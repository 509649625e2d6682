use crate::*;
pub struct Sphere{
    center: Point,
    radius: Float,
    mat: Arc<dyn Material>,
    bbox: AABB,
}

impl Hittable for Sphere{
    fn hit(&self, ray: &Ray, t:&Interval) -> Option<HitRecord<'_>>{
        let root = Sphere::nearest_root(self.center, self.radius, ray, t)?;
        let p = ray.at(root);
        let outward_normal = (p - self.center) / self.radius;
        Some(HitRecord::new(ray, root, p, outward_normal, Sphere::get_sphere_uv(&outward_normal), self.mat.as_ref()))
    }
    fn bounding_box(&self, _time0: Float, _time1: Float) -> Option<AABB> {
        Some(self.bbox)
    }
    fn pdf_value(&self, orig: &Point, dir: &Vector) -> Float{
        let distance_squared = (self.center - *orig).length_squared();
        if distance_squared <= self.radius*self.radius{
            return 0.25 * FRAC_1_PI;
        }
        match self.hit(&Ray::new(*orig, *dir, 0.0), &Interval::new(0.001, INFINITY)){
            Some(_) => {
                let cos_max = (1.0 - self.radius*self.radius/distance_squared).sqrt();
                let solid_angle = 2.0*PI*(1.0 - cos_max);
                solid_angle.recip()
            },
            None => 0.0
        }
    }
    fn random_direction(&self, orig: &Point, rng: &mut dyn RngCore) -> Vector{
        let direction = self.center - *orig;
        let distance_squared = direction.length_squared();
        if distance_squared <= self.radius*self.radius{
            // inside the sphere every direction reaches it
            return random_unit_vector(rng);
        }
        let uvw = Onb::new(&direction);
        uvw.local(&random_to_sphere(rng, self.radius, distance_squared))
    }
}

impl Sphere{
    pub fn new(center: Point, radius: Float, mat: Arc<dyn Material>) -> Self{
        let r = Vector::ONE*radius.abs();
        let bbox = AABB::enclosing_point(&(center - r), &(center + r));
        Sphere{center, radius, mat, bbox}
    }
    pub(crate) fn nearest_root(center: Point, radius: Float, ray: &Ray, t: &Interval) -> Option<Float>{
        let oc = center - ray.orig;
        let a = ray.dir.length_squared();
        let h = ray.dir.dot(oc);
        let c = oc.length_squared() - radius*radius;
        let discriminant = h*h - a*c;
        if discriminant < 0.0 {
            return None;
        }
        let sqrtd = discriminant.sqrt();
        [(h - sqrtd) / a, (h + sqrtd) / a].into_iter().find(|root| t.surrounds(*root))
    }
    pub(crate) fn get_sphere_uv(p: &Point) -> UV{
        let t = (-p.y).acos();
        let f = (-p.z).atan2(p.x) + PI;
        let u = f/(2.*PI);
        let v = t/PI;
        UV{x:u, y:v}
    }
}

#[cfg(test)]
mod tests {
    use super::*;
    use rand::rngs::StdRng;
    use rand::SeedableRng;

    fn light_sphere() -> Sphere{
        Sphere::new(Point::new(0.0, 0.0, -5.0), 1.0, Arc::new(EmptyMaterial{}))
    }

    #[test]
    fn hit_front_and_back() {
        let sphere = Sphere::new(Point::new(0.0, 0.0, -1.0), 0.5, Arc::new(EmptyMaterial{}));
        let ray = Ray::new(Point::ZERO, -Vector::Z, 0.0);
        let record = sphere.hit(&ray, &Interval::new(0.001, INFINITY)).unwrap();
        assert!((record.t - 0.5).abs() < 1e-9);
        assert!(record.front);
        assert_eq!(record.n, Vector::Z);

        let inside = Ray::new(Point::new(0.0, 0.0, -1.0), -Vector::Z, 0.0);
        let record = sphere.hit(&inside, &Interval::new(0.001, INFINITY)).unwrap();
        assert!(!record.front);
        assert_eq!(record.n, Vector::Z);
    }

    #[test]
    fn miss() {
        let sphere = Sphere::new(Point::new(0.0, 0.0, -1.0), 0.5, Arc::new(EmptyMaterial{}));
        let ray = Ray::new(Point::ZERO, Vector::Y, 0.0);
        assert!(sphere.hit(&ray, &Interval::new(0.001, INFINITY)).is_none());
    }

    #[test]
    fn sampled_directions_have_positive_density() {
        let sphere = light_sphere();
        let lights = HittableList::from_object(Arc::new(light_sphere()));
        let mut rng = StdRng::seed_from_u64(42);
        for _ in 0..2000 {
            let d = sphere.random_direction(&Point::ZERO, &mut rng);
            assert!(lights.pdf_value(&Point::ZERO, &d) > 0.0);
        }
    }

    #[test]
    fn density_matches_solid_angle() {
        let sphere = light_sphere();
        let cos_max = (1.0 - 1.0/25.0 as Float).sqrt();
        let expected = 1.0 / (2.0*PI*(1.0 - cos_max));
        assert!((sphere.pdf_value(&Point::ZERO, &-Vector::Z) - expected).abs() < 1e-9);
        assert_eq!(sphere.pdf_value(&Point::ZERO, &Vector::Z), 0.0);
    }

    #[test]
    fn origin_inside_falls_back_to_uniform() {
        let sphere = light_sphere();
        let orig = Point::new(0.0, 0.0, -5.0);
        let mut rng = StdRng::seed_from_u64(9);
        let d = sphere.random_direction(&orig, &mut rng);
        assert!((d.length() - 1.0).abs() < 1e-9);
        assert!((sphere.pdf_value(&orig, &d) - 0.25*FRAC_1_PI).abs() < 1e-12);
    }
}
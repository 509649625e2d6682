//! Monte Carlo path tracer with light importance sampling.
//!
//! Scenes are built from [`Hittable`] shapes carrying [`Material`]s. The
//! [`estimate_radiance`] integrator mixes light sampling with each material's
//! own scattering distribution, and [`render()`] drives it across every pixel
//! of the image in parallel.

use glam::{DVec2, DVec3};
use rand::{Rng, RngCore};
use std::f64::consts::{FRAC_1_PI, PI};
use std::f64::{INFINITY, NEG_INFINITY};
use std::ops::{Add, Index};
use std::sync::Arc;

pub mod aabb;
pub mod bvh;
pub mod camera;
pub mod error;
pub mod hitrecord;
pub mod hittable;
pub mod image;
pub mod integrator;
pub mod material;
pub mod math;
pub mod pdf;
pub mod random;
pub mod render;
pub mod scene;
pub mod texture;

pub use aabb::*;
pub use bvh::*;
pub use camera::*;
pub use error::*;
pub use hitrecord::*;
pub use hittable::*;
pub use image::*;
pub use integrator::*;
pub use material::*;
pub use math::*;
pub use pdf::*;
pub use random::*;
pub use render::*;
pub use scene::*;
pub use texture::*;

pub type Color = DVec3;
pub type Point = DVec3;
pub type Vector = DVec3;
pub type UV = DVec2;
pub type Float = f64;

● Required action
All of the data should be retyped exactly.

● Expected answer
repository 509649625e2d6682
use crate::*;
pub struct Sphere{
    center: Point,
    radius: Float,
    mat: Arc<dyn Material>,
    bbox: AABB,
}

impl Hittable for Sphere{
    fn hit(&self, ray: &Ray, t:&Interval) -> Option<HitRecord<'_>>{
        let root = Sphere::nearest_root(self.center, self.radius, ray, t)?;
        let p = ray.at(root);
        let outward_normal = (p - self.center) / self.radius;
        Some(HitRecord::new(ray, root, p, outward_normal, Sphere::get_sphere_uv(&outward_normal), self.mat.as_ref()))
    }
    fn bounding_box(&self, _time0: Float, _time1: Float) -> Option<AABB> {
        Some(self.bbox)
    }
    fn pdf_value(&self, orig: &Point, dir: &Vector) -> Float{
        let distance_squared = (self.center - *orig).length_squared();
        if distance_squared <= self.radius*self.radius{
            return 0.25 * FRAC_1_PI;
        }
        match self.hit(&Ray::new(*orig, *dir, 0.0), &Interval::new(0.001, INFINITY)){
            Some(_) => {
                let cos_max = (1.0 - self.radius*self.radius/distance_squared).sqrt();
                let solid_angle = 2.0*PI*(1.0 - cos_max);
                solid_angle.recip()
            },
            None => 0.0
        }
    }
    fn random_direction(&self, orig: &Point, rng: &mut dyn RngCore) -> Vector{
        let direction = self.center - *orig;
        let distance_squared = direction.length_squared();
        if distance_squared <= self.radius*self.radius{
            // inside the sphere every direction reaches it
            return random_unit_vector(rng);
        }
        let uvw = Onb::new(&direction);
        uvw.local(&random_to_sphere(rng, self.radius, distance_squared))
    }
}

impl Sphere{
    pub fn new(center: Point, radius: Float, mat: Arc<dyn Material>) -> Self{
        let r = Vector::ONE*radius.abs();
        let bbox = AABB::enclosing_point(&(center - r), &(center + r));
        Sphere{center, radius, mat, bbox}
    }
    pub(crate) fn nearest_root(center: Point, radius: Float, ray: &Ray, t: &Interval) -> Option<Float>{
        let oc = center - ray.orig;
        let a = ray.dir.length_squared();
        let h = ray.dir.dot(oc);
        let c = oc.length_squared() - radius*radius;
        let discriminant = h*h - a*c;
        if discriminant < 0.0 {
            return None;
        }
        let sqrtd = discriminant.sqrt();
        [(h - sqrtd) / a, (h + sqrtd) / a].into_iter().find(|root| t.surrounds(*root))
    }
    pub(crate) fn get_sphere_uv(p: &Point) -> UV{
        let t = (-p.y).acos();
        let f = (-p.z).atan2(p.x) + PI;
        let u = f/(2.*PI);
        let v = t/PI;
        UV{x:u, y:v}
    }
}

#[cfg(test)]
mod tests {
    use super::*;
    use rand::rngs::StdRng;
    use rand::SeedableRng;

    fn light_sphere() -> Sphere{
        Sphere::new(Point::new(0.0, 0.0, -5.0), 1.0, Arc::new(EmptyMaterial{}))
    }

    #[test]
    fn hit_front_and_back() {
        let sphere = Sphere::new(Point::new(0.0, 0.0, -1.0), 0.5, Arc::new(EmptyMaterial{}));
        let ray = Ray::new(Point::ZERO, -Vector::Z, 0.0);
        let record = sphere.hit(&ray, &Interval::new(0.001, INFINITY)).unwrap();
        assert!((record.t - 0.5).abs() < 1e-9);
        assert!(record.front);
        assert_eq!(record.n, Vector::Z);

        let inside = Ray::new(Point::new(0.0, 0.0, -1.0), -Vector::Z, 0.0);
        let record = sphere.hit(&inside, &Interval::new(0.001, INFINITY)).unwrap();
        assert!(!record.front);
        assert_eq!(record.n, Vector::Z);
    }

    #[test]
    fn miss() {
        let sphere = Sphere::new(Point::new(0.0, 0.0, -1.0), 0.5, Arc::new(EmptyMaterial{}));
        let ray = Ray::new(Point::ZERO, Vector::Y, 0.0);
        assert!(sphere.hit(&ray, &Interval::new(0.001, INFINITY)).is_none());
    }

    #[test]
    fn sampled_directions_have_positive_density() {
        let sphere = light_sphere();
        let lights = HittableList::from_object(Arc::new(light_sphere()));
        let mut rng = StdRng::seed_from_u64(42);
        for _ in 0..2000 {
            let d = sphere.random_direction(&Point::ZERO, &mut rng);
            assert!(lights.pdf_value(&Point::ZERO, &d) > 0.0);
        }
    }

    #[test]
    fn density_matches_solid_angle() {
        let sphere = light_sphere();
        let cos_max = (1.0 - 1.0/25.0 as Float).sqrt();
        let expected = 1.0 / (2.0*PI*(1.0 - cos_max));
        assert!((sphere.pdf_value(&Point::ZERO, &-Vector::Z) - expected).abs() < 1e-9);
        assert_eq!(sphere.pdf_value(&Point::ZERO, &Vector::Z), 0.0);
    }

    #[test]
    fn origin_inside_falls_back_to_uniform() {
        let sphere = light_sphere();
        let orig = Point::new(0.0, 0.0, -5.0);
        let mut rng = StdRng::seed_from_u64(9);
        let d = sphere.random_direction(&orig, &mut rng);
        assert!((d.length() - 1.0).abs() < 1e-9);
        assert!((sphere.pdf_value(&orig, &d) - 0.25*FRAC_1_PI).abs() < 1e-12);
    }
}
repository 509649625e2d6682
//! Monte Carlo path tracer with light importance sampling.
//!
//! Scenes are built from [`Hittable`] shapes carrying [`Material`]s. The
//! [`estimate_radiance`] integrator mixes light sampling with each material's
//! own scattering distribution, and [`render()`] drives it across every pixel
//! of the image in parallel.

use glam::{DVec2, DVec3};
use rand::{Rng, RngCore};
use std::f64::consts::{FRAC_1_PI, PI};
use std::f64::{INFINITY, NEG_INFINITY};
use std::ops::{Add, Index};
use std::sync::Arc;

pub mod aabb;
pub mod bvh;
pub mod camera;
pub mod error;
pub mod hitrecord;
pub mod hittable;
pub mod image;
pub mod integrator;
pub mod material;
pub mod math;
pub mod pdf;
pub mod random;
pub mod render;
pub mod scene;
pub mod texture;

pub use aabb::*;
pub use bvh::*;
pub use camera::*;
pub use error::*;
pub use hitrecord::*;
pub use hittable::*;
pub use image::*;
pub use integrator::*;
pub use material::*;
pub use math::*;
pub use pdf::*;
pub use random::*;
pub use render::*;
pub use scene::*;
pub use texture::*;

pub type Color = DVec3;
pub type Point = DVec3;
pub type Vector = DVec3;
pub type UV = DVec2;
pub type Float = f64;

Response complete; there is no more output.